Records from a data collection:

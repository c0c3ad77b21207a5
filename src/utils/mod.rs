//! 공용 유틸리티

pub mod display_terminal;
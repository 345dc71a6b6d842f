//! Captured-traffic (HTTP Archive) document model.
//!
//! Every field is defaulted so a sparse or slightly off capture still
//! parses; the merge session decides per entry whether there is enough to
//! fold. Only a document that is not JSON at all fails to load.

use crate::error::Result;
use crate::rule::null_to_default;
use serde::Deserialize;
use std::fs;
use std::path::Path;
use url::Url;

/// Top-level capture document.
#[derive(Debug, Clone, Default, Deserialize)]
pub struct CaptureDocument {
    #[serde(default, deserialize_with = "null_to_default")]
    pub log: CaptureLog,
}

impl CaptureDocument {
    /// Load a capture document from disk.
    pub fn from_file(path: &Path) -> Result<Self> {
        let content = fs::read_to_string(path)?;
        Ok(serde_json::from_str(&content)?)
    }

    /// Parse a capture document from JSON text.
    pub fn from_json(json: &str) -> Result<Self> {
        Ok(serde_json::from_str(json)?)
    }

    pub fn entries(&self) -> &[CaptureEntry] {
        &self.log.entries
    }
}

#[derive(Debug, Clone, Default, Deserialize)]
pub struct CaptureLog {
    #[serde(default, deserialize_with = "null_to_default")]
    pub entries: Vec<CaptureEntry>,
}

/// One request/response pair from the capture.
#[derive(Debug, Clone, Default, Deserialize)]
pub struct CaptureEntry {
    #[serde(default)]
    pub request: Option<CaptureRequest>,
    #[serde(default)]
    pub response: Option<CaptureResponse>,
}

/// Captured request line plus its recorded query parameters.
#[derive(Debug, Clone, Deserialize)]
pub struct CaptureRequest {
    #[serde(default = "default_method")]
    pub method: String,
    #[serde(default, deserialize_with = "null_to_default")]
    pub url: String,
    #[serde(
        default,
        rename = "queryString",
        deserialize_with = "null_to_default"
    )]
    pub query_string: Vec<QueryPair>,
}

fn default_method() -> String {
    "GET".to_string()
}

impl CaptureRequest {
    /// URL path of the captured request. An unparseable URL falls back to
    /// the raw text so the entry still groups deterministically.
    pub fn path(&self) -> String {
        match Url::parse(&self.url) {
            Ok(url) => url.path().to_string(),
            Err(_) => self.url.clone(),
        }
    }
}

/// Single query parameter as captured.
#[derive(Debug, Clone, Default, PartialEq, Eq, Deserialize)]
pub struct QueryPair {
    #[serde(default, deserialize_with = "null_to_default")]
    pub name: String,
    #[serde(default, deserialize_with = "null_to_default")]
    pub value: String,
}

impl QueryPair {
    pub fn new(name: impl Into<String>, value: impl Into<String>) -> Self {
        Self {
            name: name.into(),
            value: value.into(),
        }
    }
}

/// Captured response.
#[derive(Debug, Clone, Default, Deserialize)]
pub struct CaptureResponse {
    #[serde(default)]
    pub status: i64,
    #[serde(default, deserialize_with = "null_to_default")]
    pub headers: Vec<CaptureHeader>,
    #[serde(default, deserialize_with = "null_to_default")]
    pub content: CaptureContent,
}

#[derive(Debug, Clone, Default, Deserialize)]
pub struct CaptureHeader {
    #[serde(default)]
    pub name: String,
    #[serde(default)]
    pub value: String,
}

/// Captured response body with its declared content type.
#[derive(Debug, Clone, Default, Deserialize)]
pub struct CaptureContent {
    #[serde(
        default,
        rename = "mimeType",
        deserialize_with = "null_to_default"
    )]
    pub mime_type: String,
    #[serde(default, deserialize_with = "null_to_default")]
    pub text: String,
}

impl CaptureResponse {
    /// Body text ready for storage: payloads declared as JSON are
    /// re-serialized with stable indentation, anything that fails to parse
    /// despite the declared type stays raw.
    pub fn formatted_body(&self) -> String {
        let text = &self.content.text;
        if self.content.mime_type.contains("json") && !text.is_empty() {
            if let Ok(value) = serde_json::from_str::<serde_json::Value>(text) {
                if let Ok(pretty) = serde_json::to_string_pretty(&value) {
                    return pretty;
                }
            }
        }
        text.clone()
    }
}
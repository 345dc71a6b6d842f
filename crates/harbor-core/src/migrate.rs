//! One-way upgrade of documents written by older format revisions.

use crate::environment::{Environment, ResponseMode};
use crate::rule::{Rule, RuleOperator, RuleSet, RuleTarget};
use tracing::debug;

/// Upgrade an environment document in place to the current rule model.
///
/// Safe to run unconditionally at the start of every merge session: a
/// document already in current form passes through unchanged. There is no
/// downgrade path.
///
/// Per route, selection is forced to rules-based mode. Per rule, legacy
/// `body`/`query` targets fold into `queryParam` and an equality comparison
/// against an empty value becomes a plain existence check; everything else
/// is preserved. Each rewritten rule list is re-canonicalized. A response
/// missing its combinator picks up `AND` from the document model's default
/// when it is deserialized.
pub fn migrate_environment(env: &mut Environment) {
    for route in &mut env.routes {
        route.response_mode = Some(ResponseMode::Rules);
        for response in &mut route.responses {
            let rules = std::mem::take(&mut response.rules);
            response.rules = RuleSet::canonical(rules.into_iter().map(migrate_rule)).into_vec();
        }
    }
    debug!("migrated {} route(s) to rules-based selection", env.routes.len());
}

fn migrate_rule(mut rule: Rule) -> Rule {
    rule.target = RuleTarget::QueryParam;
    if rule.operator == RuleOperator::Equals && rule.value.is_empty() {
        rule.operator = RuleOperator::Exists;
    }
    rule
}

Task description> Give back the entries above precisely as they appear.

Solution for this task>
repository c0c3ad77b21207a5
filename src/utils/mod.rs
//! 공용 유틸리티

pub mod display_terminal;
repository 345dc71a6b6d842f
//! Captured-traffic (HTTP Archive) document model.
//!
//! Every field is defaulted so a sparse or slightly off capture still
//! parses; the merge session decides per entry whether there is enough to
//! fold. Only a document that is not JSON at all fails to load.

use crate::error::Result;
use crate::rule::null_to_default;
use serde::Deserialize;
use std::fs;
use std::path::Path;
use url::Url;

/// Top-level capture document.
#[derive(Debug, Clone, Default, Deserialize)]
pub struct CaptureDocument {
    #[serde(default, deserialize_with = "null_to_default")]
    pub log: CaptureLog,
}

impl CaptureDocument {
    /// Load a capture document from disk.
    pub fn from_file(path: &Path) -> Result<Self> {
        let content = fs::read_to_string(path)?;
        Ok(serde_json::from_str(&content)?)
    }

    /// Parse a capture document from JSON text.
    pub fn from_json(json: &str) -> Result<Self> {
        Ok(serde_json::from_str(json)?)
    }

    pub fn entries(&self) -> &[CaptureEntry] {
        &self.log.entries
    }
}

#[derive(Debug, Clone, Default, Deserialize)]
pub struct CaptureLog {
    #[serde(default, deserialize_with = "null_to_default")]
    pub entries: Vec<CaptureEntry>,
}

/// One request/response pair from the capture.
#[derive(Debug, Clone, Default, Deserialize)]
pub struct CaptureEntry {
    #[serde(default)]
    pub request: Option<CaptureRequest>,
    #[serde(default)]
    pub response: Option<CaptureResponse>,
}

/// Captured request line plus its recorded query parameters.
#[derive(Debug, Clone, Deserialize)]
pub struct CaptureRequest {
    #[serde(default = "default_method")]
    pub method: String,
    #[serde(default, deserialize_with = "null_to_default")]
    pub url: String,
    #[serde(
        default,
        rename = "queryString",
        deserialize_with = "null_to_default"
    )]
    pub query_string: Vec<QueryPair>,
}

fn default_method() -> String {
    "GET".to_string()
}

impl CaptureRequest {
    /// URL path of the captured request. An unparseable URL falls back to
    /// the raw text so the entry still groups deterministically.
    pub fn path(&self) -> String {
        match Url::parse(&self.url) {
            Ok(url) => url.path().to_string(),
            Err(_) => self.url.clone(),
        }
    }
}

/// Single query parameter as captured.
#[derive(Debug, Clone, Default, PartialEq, Eq, Deserialize)]
pub struct QueryPair {
    #[serde(default, deserialize_with = "null_to_default")]
    pub name: String,
    #[serde(default, deserialize_with = "null_to_default")]
    pub value: String,
}

impl QueryPair {
    pub fn new(name: impl Into<String>, value: impl Into<String>) -> Self {
        Self {
            name: name.into(),
            value: value.into(),
        }
    }
}

/// Captured response.
#[derive(Debug, Clone, Default, Deserialize)]
pub struct CaptureResponse {
    #[serde(default)]
    pub status: i64,
    #[serde(default, deserialize_with = "null_to_default")]
    pub headers: Vec<CaptureHeader>,
    #[serde(default, deserialize_with = "null_to_default")]
    pub content: CaptureContent,
}

#[derive(Debug, Clone, Default, Deserialize)]
pub struct CaptureHeader {
    #[serde(default)]
    pub name: String,
    #[serde(default)]
    pub value: String,
}

/// Captured response body with its declared content type.
#[derive(Debug, Clone, Default, Deserialize)]
pub struct CaptureContent {
    #[serde(
        default,
        rename = "mimeType",
        deserialize_with = "null_to_default"
    )]
    pub mime_type: String,
    #[serde(default, deserialize_with = "null_to_default")]
    pub text: String,
}

impl CaptureResponse {
    /// Body text ready for storage: payloads declared as JSON are
    /// re-serialized with stable indentation, anything that fails to parse
    /// despite the declared type stays raw.
    pub fn formatted_body(&self) -> String {
        let text = &self.content.text;
        if self.content.mime_type.contains("json") && !text.is_empty() {
            if let Ok(value) = serde_json::from_str::<serde_json::Value>(text) {
                if let Ok(pretty) = serde_json::to_string_pretty(&value) {
                    return pretty;
                }
            }
        }
        text.clone()
    }
}
repository 345dc71a6b6d842f
filename crates/harbor-core/src/migrate.rs
//! One-way upgrade of documents written by older format revisions.

use crate::environment::{Environment, ResponseMode};
use crate::rule::{Rule, RuleOperator, RuleSet, RuleTarget};
use tracing::debug;

/// Upgrade an environment document in place to the current rule model.
///
/// Safe to run unconditionally at the start of every merge session: a
/// document already in current form passes through unchanged. There is no
/// downgrade path.
///
/// Per route, selection is forced to rules-based mode. Per rule, legacy
/// `body`/`query` targets fold into `queryParam` and an equality comparison
/// against an empty value becomes a plain existence check; everything else
/// is preserved. Each rewritten rule list is re-canonicalized. A response
/// missing its combinator picks up `AND` from the document model's default
/// when it is deserialized.
pub fn migrate_environment(env: &mut Environment) {
    for route in &mut env.routes {
        route.response_mode = Some(ResponseMode::Rules);
        for response in &mut route.responses {
            let rules = std::mem::take(&mut response.rules);
            response.rules = RuleSet::canonical(rules.into_iter().map(migrate_rule)).into_vec();
        }
    }
    debug!("migrated {} route(s) to rules-based selection", env.routes.len());
}

fn migrate_rule(mut rule: Rule) -> Rule {
    rule.target = RuleTarget::QueryParam;
    if rule.operator == RuleOperator::Equals && rule.value.is_empty() {
        rule.operator = RuleOperator::Exists;
    }
    rule
}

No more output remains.